If the U.S. is to be a leader in the development of future energy supplies, nuclear non-proliferation, and nuclear fuel cycle technologies, we must actively develop nuclear power here in the U.S. and actively influence the manner in which nuclear power expands globally. We must remain closely engaged with the international community of nations, both those with nuclear power and those considering nuclear power. Simply stated: "You don't get to make the rules unless you play the game," and, "You don't get to call balls and strikes from left field". So how do we get in the game and avoid being isolated in left field? Answer: The Global Nuclear Energy Partnership.
In 2 years, GNEP has progressed from a vision of the U.S. to a healthy and growing partnership of 37 participating countries, including 21 charter member countries and three permanent intergovernmental organizations.

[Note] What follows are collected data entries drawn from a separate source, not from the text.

//! Configuration management for donothing.
//!
//! Handles loading configuration from TOML files.

use std::path::{Path, PathBuf};

use serde::{Deserialize, Serialize};

use crate::interaction::{ConsoleSink, StdinLines};
use crate::render::MarkdownRenderer;

/// Application configuration.
#[derive(Debug, Clone, Default, Serialize, Deserialize)]
#[serde(default)]
pub struct Config {
    /// General settings
    pub general: GeneralConfig,

    /// Console prompt texts
    pub prompts: PromptConfig,

    /// Rendered output settings
    pub output: OutputConfig,
}

/// General application settings.
#[derive(Debug, Clone, Default, Serialize, Deserialize)]
#[serde(default)]
pub struct GeneralConfig {
    /// Extra directories searched for procedure files (`~` is expanded)
    #[serde(skip_serializing_if = "Vec::is_empty")]
    pub procedure_dirs: Vec<String>,

    /// Shell used for `run` commands (defaults to `sh`, or `cmd` on Windows)
    #[serde(skip_serializing_if = "Option::is_none")]
    pub shell: Option<String>,
}

/// Prompt texts shown while waiting on the user.
#[derive(Debug, Clone, Serialize, Deserialize)]
#[serde(default)]
pub struct PromptConfig {
    /// Shown before the first step
    pub begin: String,

    /// Shown after each manual step
    pub step_completion: String,
}

/// Output settings.
#[derive(Debug, Clone, Serialize, Deserialize)]
#[serde(default)]
pub struct OutputConfig {
    /// Printed once every step has run
    pub completion_message: String,
}

impl Default for PromptConfig {
    fn default() -> Self {
        Self {
            begin: "[Enter] to begin".to_string(),
            step_completion: "[Enter] to continue".to_string(),
        }
    }
}

impl Default for OutputConfig {
    fn default() -> Self {
        Self { completion_message: "done!".to_string() }
    }
}

impl GeneralConfig {
    /// Procedure directories with `~` and environment variables expanded.
    pub fn expanded_procedure_dirs(&self) -> Vec<PathBuf> {
        self.procedure_dirs
            .iter()
            .map(|dir| match shellexpand::full(dir) {
                Ok(expanded) => PathBuf::from(expanded.into_owned()),
                Err(e) => {
                    tracing::warn!(dir = dir, error = %e, "Could not expand procedure directory");
                    PathBuf::from(shellexpand::tilde(dir).into_owned())
                }
            })
            .collect()
    }
}

impl Config {
    /// Load configuration.
    ///
    /// Looks for config in:
    /// 1. `.donothing.toml` in current directory
    /// 2. `~/.config/donothing/config.toml`
    /// 3. Falls back to defaults
    pub fn load() -> anyhow::Result<Self> {
        let local_config = PathBuf::from(".donothing.toml");
        if local_config.exists() {
            return Self::load_from_file(&local_config);
        }

        if let Some(config_dir) = Self::config_dir() {
            let global_config = config_dir.join("config.toml");
            if global_config.exists() {
                return Self::load_from_file(&global_config);
            }
        }

        Ok(Self::default())
    }

    /// Load configuration from a specific file.
    pub fn load_from_file(path: &Path) -> anyhow::Result<Self> {
        let content = std::fs::read_to_string(path)?;
        let config: Self = toml::from_str(&content)?;
        tracing::debug!(path = ?path, "Loaded configuration");
        Ok(config)
    }

    /// Get the config directory path.
    pub fn config_dir() -> Option<PathBuf> {
        dirs::config_dir().map(|d| d.join("donothing"))
    }

    /// Build a renderer from the output settings.
    pub fn renderer(&self) -> MarkdownRenderer {
        MarkdownRenderer::new().with_completion_message(&self.output.completion_message)
    }

    /// Build a console sink on stdin/stdout from the prompt settings.
    pub fn console_sink(&self) -> ConsoleSink<StdinLines, std::io::Stdout> {
        ConsoleSink::stdio().with_prompts(&self.prompts.begin, &self.prompts.step_completion)
    }
}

The GNEP member nations represent every major region throughout the world and countries from every stage of economic and civil nuclear energy development. This partnership is now poised to embrace a significant number of additional countries based on a recent decision of the current 21 GNEP partners to invite 25 additional countries to join GNEP. The rapid embrace of this U.S. vision speaks to the compelling and mutually acceptable approach the partner countries share for the future global nuclear fuel cycle - one that is predicated on the highest requirements of safety and security, full compliance with nonproliferation and safeguards obligations, and is economically sustainable.
Possibly the greatest reasons for GNEP's international success has been the approach taken in establishing this important framework. The approach is firmly based on building an international partnership whereby each country is treated co-equally, decisions are made voluntarily and on a consensus basis and the rights of each member country are respected. A prime example of this approach is the GNEP Statement of Principles signed by each of the 21 partner countries.
Rising energy demands, our security, our prosperity, and our environment all require reducing our dependence on fossil fuels that emit greenhouse gases. No serious person can look at the challenge of maintaining our Countrywide security, reducing greenhouse gases and addressing climate change and not come to the conclusion that nuclear power has to play a significant and growing role. To foster that growing role, our nuclear energy policy itself must take on a more significant role to be technologically robust, economically sound, and publically acceptable for decades to come. Thank you.